_EXERCISE PROMPT:_ Your answer should consist only of the lines below from the one with "filename src/detect/mod.rs" through the one with "coordinates. Everything downstream", copied exactly.

_EXERCISE MATERIAL:_

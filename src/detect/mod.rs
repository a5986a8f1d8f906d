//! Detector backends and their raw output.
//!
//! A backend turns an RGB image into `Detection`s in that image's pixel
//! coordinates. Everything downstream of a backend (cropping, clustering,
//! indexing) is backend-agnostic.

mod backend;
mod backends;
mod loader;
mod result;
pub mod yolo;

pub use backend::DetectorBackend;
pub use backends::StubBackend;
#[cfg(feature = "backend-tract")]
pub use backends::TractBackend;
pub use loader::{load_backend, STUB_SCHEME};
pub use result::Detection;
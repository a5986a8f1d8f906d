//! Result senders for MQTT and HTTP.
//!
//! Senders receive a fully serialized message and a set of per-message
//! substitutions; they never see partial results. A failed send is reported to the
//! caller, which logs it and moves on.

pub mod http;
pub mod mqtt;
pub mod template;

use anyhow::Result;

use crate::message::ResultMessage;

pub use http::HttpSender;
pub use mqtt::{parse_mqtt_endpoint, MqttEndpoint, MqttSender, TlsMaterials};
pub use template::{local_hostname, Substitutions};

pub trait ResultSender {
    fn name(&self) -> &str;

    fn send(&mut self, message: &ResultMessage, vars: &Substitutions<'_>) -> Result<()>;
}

* * *

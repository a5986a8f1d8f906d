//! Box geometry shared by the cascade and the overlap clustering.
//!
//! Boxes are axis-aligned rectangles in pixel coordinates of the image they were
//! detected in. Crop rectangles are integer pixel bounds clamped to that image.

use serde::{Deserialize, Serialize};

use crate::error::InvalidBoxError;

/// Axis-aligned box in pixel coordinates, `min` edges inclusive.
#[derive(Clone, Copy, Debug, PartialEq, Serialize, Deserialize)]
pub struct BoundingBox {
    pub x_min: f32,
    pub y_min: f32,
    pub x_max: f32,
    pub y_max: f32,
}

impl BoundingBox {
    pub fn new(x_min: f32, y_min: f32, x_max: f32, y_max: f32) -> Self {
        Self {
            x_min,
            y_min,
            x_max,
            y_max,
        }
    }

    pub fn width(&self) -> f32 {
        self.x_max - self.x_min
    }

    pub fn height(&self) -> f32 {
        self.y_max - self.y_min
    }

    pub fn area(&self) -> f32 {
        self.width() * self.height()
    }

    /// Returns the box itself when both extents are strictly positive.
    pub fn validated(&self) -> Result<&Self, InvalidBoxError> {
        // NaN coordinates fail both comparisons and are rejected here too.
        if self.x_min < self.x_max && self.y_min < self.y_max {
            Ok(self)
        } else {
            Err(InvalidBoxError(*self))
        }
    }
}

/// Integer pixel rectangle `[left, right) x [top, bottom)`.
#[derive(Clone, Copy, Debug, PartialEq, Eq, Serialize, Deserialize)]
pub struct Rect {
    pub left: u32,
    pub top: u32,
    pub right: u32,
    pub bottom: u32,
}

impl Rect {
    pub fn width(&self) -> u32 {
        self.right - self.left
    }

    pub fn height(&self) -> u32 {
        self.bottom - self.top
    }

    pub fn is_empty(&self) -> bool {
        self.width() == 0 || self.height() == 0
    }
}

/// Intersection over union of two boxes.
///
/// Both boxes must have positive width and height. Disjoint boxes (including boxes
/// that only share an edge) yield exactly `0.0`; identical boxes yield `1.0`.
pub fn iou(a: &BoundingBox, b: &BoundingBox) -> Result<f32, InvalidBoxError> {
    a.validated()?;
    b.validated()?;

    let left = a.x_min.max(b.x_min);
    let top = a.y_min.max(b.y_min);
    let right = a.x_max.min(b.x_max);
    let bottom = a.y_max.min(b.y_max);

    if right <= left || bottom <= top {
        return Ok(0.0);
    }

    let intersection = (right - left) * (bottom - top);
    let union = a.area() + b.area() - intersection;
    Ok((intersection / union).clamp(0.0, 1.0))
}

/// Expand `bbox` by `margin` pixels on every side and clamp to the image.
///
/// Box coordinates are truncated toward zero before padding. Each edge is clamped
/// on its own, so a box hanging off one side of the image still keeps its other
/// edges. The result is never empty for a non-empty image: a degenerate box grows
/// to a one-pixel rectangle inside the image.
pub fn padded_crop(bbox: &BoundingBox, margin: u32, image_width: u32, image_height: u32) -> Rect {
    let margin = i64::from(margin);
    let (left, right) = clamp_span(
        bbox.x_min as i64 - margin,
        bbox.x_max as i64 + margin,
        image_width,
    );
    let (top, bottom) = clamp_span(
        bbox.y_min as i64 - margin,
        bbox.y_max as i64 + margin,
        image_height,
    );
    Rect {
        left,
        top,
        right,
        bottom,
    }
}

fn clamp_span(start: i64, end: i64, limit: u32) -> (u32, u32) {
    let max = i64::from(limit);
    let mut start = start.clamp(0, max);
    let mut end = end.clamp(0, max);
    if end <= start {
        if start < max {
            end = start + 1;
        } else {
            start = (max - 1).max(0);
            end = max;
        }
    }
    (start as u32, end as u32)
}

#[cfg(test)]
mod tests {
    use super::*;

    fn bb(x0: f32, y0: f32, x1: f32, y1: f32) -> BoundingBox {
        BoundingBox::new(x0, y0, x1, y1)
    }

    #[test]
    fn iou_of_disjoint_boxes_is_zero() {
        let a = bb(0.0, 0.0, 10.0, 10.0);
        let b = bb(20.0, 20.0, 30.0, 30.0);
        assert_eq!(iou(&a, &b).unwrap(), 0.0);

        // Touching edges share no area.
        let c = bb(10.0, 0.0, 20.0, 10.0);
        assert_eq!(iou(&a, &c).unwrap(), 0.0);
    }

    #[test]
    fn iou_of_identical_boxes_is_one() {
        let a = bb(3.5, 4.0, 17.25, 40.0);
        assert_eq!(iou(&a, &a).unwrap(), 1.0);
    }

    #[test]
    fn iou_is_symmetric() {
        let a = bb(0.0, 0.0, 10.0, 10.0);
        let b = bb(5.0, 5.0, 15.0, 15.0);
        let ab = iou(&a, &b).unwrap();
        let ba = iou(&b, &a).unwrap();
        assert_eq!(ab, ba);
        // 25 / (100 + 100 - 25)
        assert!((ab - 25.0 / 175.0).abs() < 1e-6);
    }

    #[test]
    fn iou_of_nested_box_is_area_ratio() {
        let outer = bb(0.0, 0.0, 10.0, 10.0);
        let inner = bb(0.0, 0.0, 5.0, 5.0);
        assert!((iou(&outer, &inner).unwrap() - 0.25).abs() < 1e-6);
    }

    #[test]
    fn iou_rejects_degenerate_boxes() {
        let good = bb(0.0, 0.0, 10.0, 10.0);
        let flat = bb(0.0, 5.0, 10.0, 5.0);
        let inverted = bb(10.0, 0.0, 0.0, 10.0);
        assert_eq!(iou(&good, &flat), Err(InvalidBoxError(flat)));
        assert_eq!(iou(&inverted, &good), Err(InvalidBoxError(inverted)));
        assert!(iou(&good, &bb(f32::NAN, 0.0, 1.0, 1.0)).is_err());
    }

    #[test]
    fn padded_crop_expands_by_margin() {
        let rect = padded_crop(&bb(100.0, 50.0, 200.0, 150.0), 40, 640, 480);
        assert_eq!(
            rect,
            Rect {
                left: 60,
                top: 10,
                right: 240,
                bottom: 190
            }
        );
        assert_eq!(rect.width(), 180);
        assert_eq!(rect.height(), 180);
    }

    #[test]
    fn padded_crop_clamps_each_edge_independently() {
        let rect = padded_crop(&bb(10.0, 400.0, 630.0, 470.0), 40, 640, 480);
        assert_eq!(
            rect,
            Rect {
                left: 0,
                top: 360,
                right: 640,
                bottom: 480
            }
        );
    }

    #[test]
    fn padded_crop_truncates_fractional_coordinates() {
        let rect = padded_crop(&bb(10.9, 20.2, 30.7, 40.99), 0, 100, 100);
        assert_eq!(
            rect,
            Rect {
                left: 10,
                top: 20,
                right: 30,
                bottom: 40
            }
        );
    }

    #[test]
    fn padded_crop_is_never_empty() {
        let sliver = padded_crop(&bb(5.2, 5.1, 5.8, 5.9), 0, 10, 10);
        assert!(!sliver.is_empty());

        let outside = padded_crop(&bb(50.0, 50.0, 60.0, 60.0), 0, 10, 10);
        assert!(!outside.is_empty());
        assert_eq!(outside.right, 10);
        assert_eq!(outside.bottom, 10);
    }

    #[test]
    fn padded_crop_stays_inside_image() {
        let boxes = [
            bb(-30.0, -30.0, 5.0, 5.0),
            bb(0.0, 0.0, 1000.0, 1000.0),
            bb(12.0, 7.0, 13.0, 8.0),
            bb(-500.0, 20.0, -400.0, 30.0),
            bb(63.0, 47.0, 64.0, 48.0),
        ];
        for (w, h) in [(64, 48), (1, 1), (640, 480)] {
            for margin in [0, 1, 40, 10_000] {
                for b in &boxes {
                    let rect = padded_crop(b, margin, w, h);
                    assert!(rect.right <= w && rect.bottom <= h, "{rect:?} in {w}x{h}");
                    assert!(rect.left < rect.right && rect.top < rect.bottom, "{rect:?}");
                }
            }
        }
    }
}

_ANSWER FOR THIS EXERCISE:_
filename src/detect/mod.rs
repository a5986a8f1d8f906d
//! Detector backends and their raw output.
//!
//! A backend turns an RGB image into `Detection`s in that image's pixel
//! coordinates. Everything downstream of a backend (cropping, clustering,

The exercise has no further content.